The second method of implementing WA, which in fact gave birth to the name of the product, is to install WA
as the company's HTTP proxy-server. In this implementation, WA collects all valuable website-generated
information, visitor and resource profiles, and then transforms and stores this data in the WA database. All
analytical capabilities of WA server are in this case similar to those discussed in association with the previous
configuration. In addition, WA can periodically import web-data from the web server access log files if
necessary. This import operation might be necessary for an initial population of the WA database with data
about past visitors and transactions. The major difference between the two discussed implementations of WA
is that in the latter implementation WA utilizes its HTTP channel processor.
WebAnalyst Workplace
WebAnalyst Workplace is an integrated visual development environment, developed for the automation of the
following tasks:
Data warehousing
Data mining
Creating user objects - content generators, control and configuration scripts, etc.
WA Workplace has a graphical user MDI interface, traditional for the well-known IDEs. It also inherits some
interface features of PolyAnalyst, a data mining tool from Megaputer Intelligence.
Fig 6. WebAnalyst main window.
WA Workplace features the following elements: user-objects tree panel, object inspector panel, log panel,
processes panel, and two toolbars. WA Workplace windows contain models and results. The user can drag
and drop objects and methods from the tree panel on the model window and connect these items by arrows.
Each item corresponds to a parameterized method call.

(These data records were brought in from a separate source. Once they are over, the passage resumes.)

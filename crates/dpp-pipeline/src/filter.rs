//! The filter framework: the init/proc/fini contract, the registry of
//! named implementations, and the resolved, runnable filter instance.

use std::collections::HashMap;

use crate::error::{ConfigError, RuntimeError};
use crate::value::{Parameter, ParameterSpec, Value, ValueKind};

/// Whether an endpoint carries a per-tick sample stream or a single
/// computed value. Purely descriptive in this implementation; both
/// kinds occupy an ordinary pipeline slot.
#[derive(Debug, Clone, Copy, PartialEq, Eq)]
pub enum EndpointRole {
    /// A value that changes on (and is meaningful at) every tick.
    Stream,
    /// A value computed once and read as a scalar.
    Value,
}

/// One named input or output port on a filter spec.
#[derive(Debug, Clone, PartialEq)]
pub struct EndpointSpec {
    /// Endpoint name, unique within its direction on a given filter.
    pub name: String,
    /// Stream vs value role.
    pub role: EndpointRole,
}

impl EndpointSpec {
    /// Construct a stream-role endpoint, the role every built-in filter uses.
    pub fn stream(name: impl Into<String>) -> Self {
        Self {
            name: name.into(),
            role: EndpointRole::Stream,
        }
    }
}

/// An immutable, shared library entry: a filter's name, its endpoint
/// shape, and its parameter surface.
#[derive(Debug, Clone, PartialEq)]
pub struct FilterSpec {
    /// Filter name, unique within the registry.
    pub name: String,
    /// Declared input endpoints, in declaration order.
    pub inputs: Vec<EndpointSpec>,
    /// Declared output endpoints, in declaration order.
    pub outputs: Vec<EndpointSpec>,
    /// Declared parameters, in declaration order.
    pub parameters: Vec<ParameterSpec>,
}

/// Per-instance state and stepping logic for one filter implementation.
///
/// This is the private-state half of the init/proc/fini contract: the
/// framework constructs one of these in `init` and calls `proc` once
/// per tick. `fini` is simply this value's `Drop`.
pub trait FilterState: Send {
    /// Read `inputs` (in spec-declared input order), write `outputs`
    /// (in spec-declared output order). Must not allocate, must be
    /// deterministic given the same inputs and prior state.
    fn proc(&mut self, inputs: &[Value], outputs: &mut [Value]) -> Result<(), RuntimeError>;
}

/// The name-to-implementation half of the init/proc/fini contract.
///
/// A `FilterFactory` is stateless and shared; `init` validates
/// parameters against the spec and produces the per-instance
/// [`FilterState`].
pub trait FilterFactory: Send + Sync {
    /// The immutable spec this factory implements.
    fn spec(&self) -> &FilterSpec;

    /// Validate `params` against `self.spec().parameters` and construct
    /// fresh private state for one instantiation.
    fn init(&self, params: &[Parameter], frequency: f64) -> Result<Box<dyn FilterState>, ConfigError>;
}

/// Validate that `params` supplies exactly the parameters `spec` declares,
/// each with the right kind. Built-in filters call this at the top of
/// `init` so a malformed spec fails with a specific, named error instead
/// of a confusing type error deeper in the filter's own logic.
pub fn validate_parameters(spec: &FilterSpec, params: &[Parameter]) -> Result<(), ConfigError> {
    for decl in &spec.parameters {
        let bound = params
            .iter()
            .find(|p| p.name == decl.name)
            .ok_or_else(|| ConfigError::MissingParameter {
                name: decl.name.clone(),
            })?;
        if bound.value.kind() != decl.kind {
            return Err(ConfigError::ParameterKindMismatch {
                name: decl.name.clone(),
                expected: decl.kind,
                actual: bound.value.kind(),
            });
        }
    }
    Ok(())
}

fn typed_param(params: &[Parameter], name: &str, kind: ValueKind) -> Result<Value, ConfigError> {
    crate::value::lookup(params, name, kind).copied()
}

/// Look up a `double`-kinded parameter by name.
pub fn double_param(params: &[Parameter], name: &str) -> Result<f64, ConfigError> {
    typed_param(params, name, ValueKind::Double)?.as_double()
}

/// Look up a `bool`-kinded parameter by name.
pub fn bool_param(params: &[Parameter], name: &str) -> Result<bool, ConfigError> {
    typed_param(params, name, ValueKind::Bool)?.as_bool()
}

/// Lifecycle of a [`FilterInstance`], tracked for assertion and debug
/// purposes only — `proc` asserts it is never called before `init` or
/// after `fini`, mirroring the reference device's module lifecycle.
#[derive(Debug, Clone, Copy, PartialEq, Eq)]
pub enum FilterLifecycle {
    /// Constructed but never stepped.
    Created,
    /// `init` has produced private state; not yet stepped.
    Initialized,
    /// At least one `proc` call has completed.
    Running,
    /// Dropped; state is gone. Never observed on a live instance.
    Finalized,
}

/// A resolved, runnable filter: the spec-shaped slot wiring plus the
/// opaque private state, ready to be stepped once per tick.
pub struct FilterInstance {
    /// The instantiation label from the pipeline definition, kept for
    /// diagnostics (FIFO overflow assertions name the offending filter).
    pub label: String,
    /// Slot indices this instance reads from, in spec input order.
    pub input_slots: Vec<usize>,
    /// Slot indices this instance writes to, in spec output order.
    pub output_slots: Vec<usize>,
    input_scratch: Vec<Value>,
    output_scratch: Vec<Value>,
    state: Box<dyn FilterState>,
    lifecycle: FilterLifecycle,
}

impl FilterInstance {
    /// Wrap resolved slot arrays and constructed state into a runnable
    /// instance. Scratch buffers are allocated once here; `proc` never
    /// grows them.
    pub fn new(
        label: String,
        input_slots: Vec<usize>,
        output_slots: Vec<usize>,
        state: Box<dyn FilterState>,
    ) -> Self {
        let input_scratch = vec![Value::Unsigned(0); input_slots.len()];
        let output_scratch = vec![Value::Unsigned(0); output_slots.len()];
        Self {
            label,
            input_slots,
            output_slots,
            input_scratch,
            output_scratch,
            state,
            lifecycle: FilterLifecycle::Initialized,
        }
    }

    /// The instance's current lifecycle state.
    pub fn lifecycle(&self) -> FilterLifecycle {
        self.lifecycle
    }

    /// Gather inputs from `values`, step the filter, scatter outputs
    /// back into `values`. Called once per tick, in resolver-fixed
    /// execution order.
    pub fn proc(&mut self, values: &mut [Value]) -> Result<(), RuntimeError> {
        debug_assert_ne!(
            self.lifecycle,
            FilterLifecycle::Finalized,
            "proc called on a finalized filter instance"
        );
        for (slot_idx, slot) in self.input_slots.iter().enumerate() {
            self.input_scratch[slot_idx] = values[*slot];
        }
        self.state.proc(&self.input_scratch, &mut self.output_scratch)?;
        for (slot_idx, slot) in self.output_slots.iter().enumerate() {
            values[*slot] = self.output_scratch[slot_idx];
        }
        self.lifecycle = FilterLifecycle::Running;
        Ok(())
    }
}

impl Drop for FilterInstance {
    fn drop(&mut self) {
        self.lifecycle = FilterLifecycle::Finalized;
    }
}

/// Name -> implementation table. Immutable after process start.
pub struct FilterRegistry {
    factories: HashMap<String, Box<dyn FilterFactory>>,
}

impl FilterRegistry {
    /// An empty registry with no filters registered.
    pub fn new() -> Self {
        Self {
            factories: HashMap::new(),
        }
    }

    /// A registry pre-populated with the built-in `Average` and
    /// `Derivative` filters.
    pub fn with_builtins() -> Self {
        let mut registry = Self::new();
        registry.register(Box::new(crate::filters::average::AverageFactory));
        registry.register(Box::new(crate::filters::derivative::DerivativeFactory));
        registry
    }

    /// Register `factory` under its spec's name, overwriting any prior
    /// registration with the same name.
    pub fn register(&mut self, factory: Box<dyn FilterFactory>) {
        self.factories
            .insert(factory.spec().name.clone(), factory);
    }

    /// Look up a factory by filter name.
    pub fn get(&self, name: &str) -> Option<&dyn FilterFactory> {
        self.factories.get(name).map(|b| b.as_ref())
    }
}

impl Default for FilterRegistry {
    fn default() -> Self {
        Self::with_builtins()
    }
}
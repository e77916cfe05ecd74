//! Graph sink display colour (§4.7): literal RGB, or HSV converted by an
//! integer-only routine for reproducibility across the GUI and any
//! embedded tooling that shares it.

use serde::{Deserialize, Serialize};

/// An RGB triple as the device/GUI would display it.
#[derive(Debug, Clone, Copy, PartialEq, Eq, Serialize, Deserialize)]
pub struct Rgb {
    /// Red channel.
    pub r: u8,
    /// Green channel.
    pub g: u8,
    /// Blue channel.
    pub b: u8,
}

/// A graph's declared colour: literal RGB, or HSV to be converted.
#[derive(Debug, Clone, Copy, PartialEq, Eq, Serialize, Deserialize)]
#[serde(tag = "kind", rename_all = "lowercase")]
pub enum ColorSpec {
    /// Literal RGB triple.
    Rgb(Rgb),
    /// HSV triple: hue in `0..360`, saturation/value in `0..100`.
    Hsv {
        /// Hue in degrees, `0..=360`.
        h: u16,
        /// Saturation percentage, `0..=100`.
        s: u8,
        /// Value (brightness) percentage, `0..=100`.
        v: u8,
    },
}

impl ColorSpec {
    /// Resolve to a concrete RGB triple, converting HSV if needed.
    pub fn to_rgb(self) -> Rgb {
        match self {
            ColorSpec::Rgb(rgb) => rgb,
            ColorSpec::Hsv { h, s, v } => hsv_to_rgb(h, s, v),
        }
    }
}

/// Integer-only HSV to RGB conversion.
///
/// `h` is degrees in `0..=360`, `s` and `v` are percentages in `0..=100`.
/// All arithmetic uses `u8`/`u16` multiplies and right-shifts in place of
/// division by 255, matching the embedded routine this mirrors.
pub fn hsv_to_rgb(h: u16, s: u8, v: u8) -> Rgb {
    // Rescale value to 0..255.
    let v255 = ((v as u32 * 255 + 50) / 100) as u8;

    if s == 0 {
        return Rgb {
            r: v255,
            g: v255,
            b: v255,
        };
    }

    let s255: u32 = (s as u32 * 255 + 50) / 100;

    // Sector taken from hue degrees directly, not from hue rescaled to
    // 0..255 first. See DESIGN.md's dpp-pipeline section.
    let h = (h % 360) as u32;
    let sector = h / 60;
    let remainder_deg = h - sector * 60;
    let remainder = (remainder_deg * 255 + 30) / 60;

    let p = ((v255 as u32 * (255 - s255)) >> 8) as u8;
    let q = ((v255 as u32 * (255 - ((s255 * remainder) >> 8))) >> 8) as u8;
    let t = ((v255 as u32 * (255 - ((s255 * (255 - remainder)) >> 8))) >> 8) as u8;

    match sector {
        0 => Rgb {
            r: v255,
            g: t,
            b: p,
        },
        1 => Rgb {
            r: q,
            g: v255,
            b: p,
        },
        2 => Rgb {
            r: p,
            g: v255,
            b: t,
        },
        3 => Rgb {
            r: p,
            g: q,
            b: v255,
        },
        4 => Rgb {
            r: t,
            g: p,
            b: v255,
        },
        _ => Rgb {
            r: v255,
            g: p,
            b: q,
        },
    }
}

The user can modify information and meta-data of any
object or item through a special inspector panel.
Conclusion
Summarizing, the following important capabilities are gained by users of WA:
Collecting website-generated data, transforming this data and storing it in a unified database
Analyzing data with the help of integrated data mining modules
Writing their own data processing algorithms and connecting them to WA
Visusally creating reusable procedures for batch-style data analysis
Developing generators of personalized content
Creating their own modules for model visualizing and connecting them to WA
The small to medium business edition of WA is scheduled for release in June 2001. The highly scalable
version of WA serving as an enterprise-wide solution for large businesses will be released in October 2001.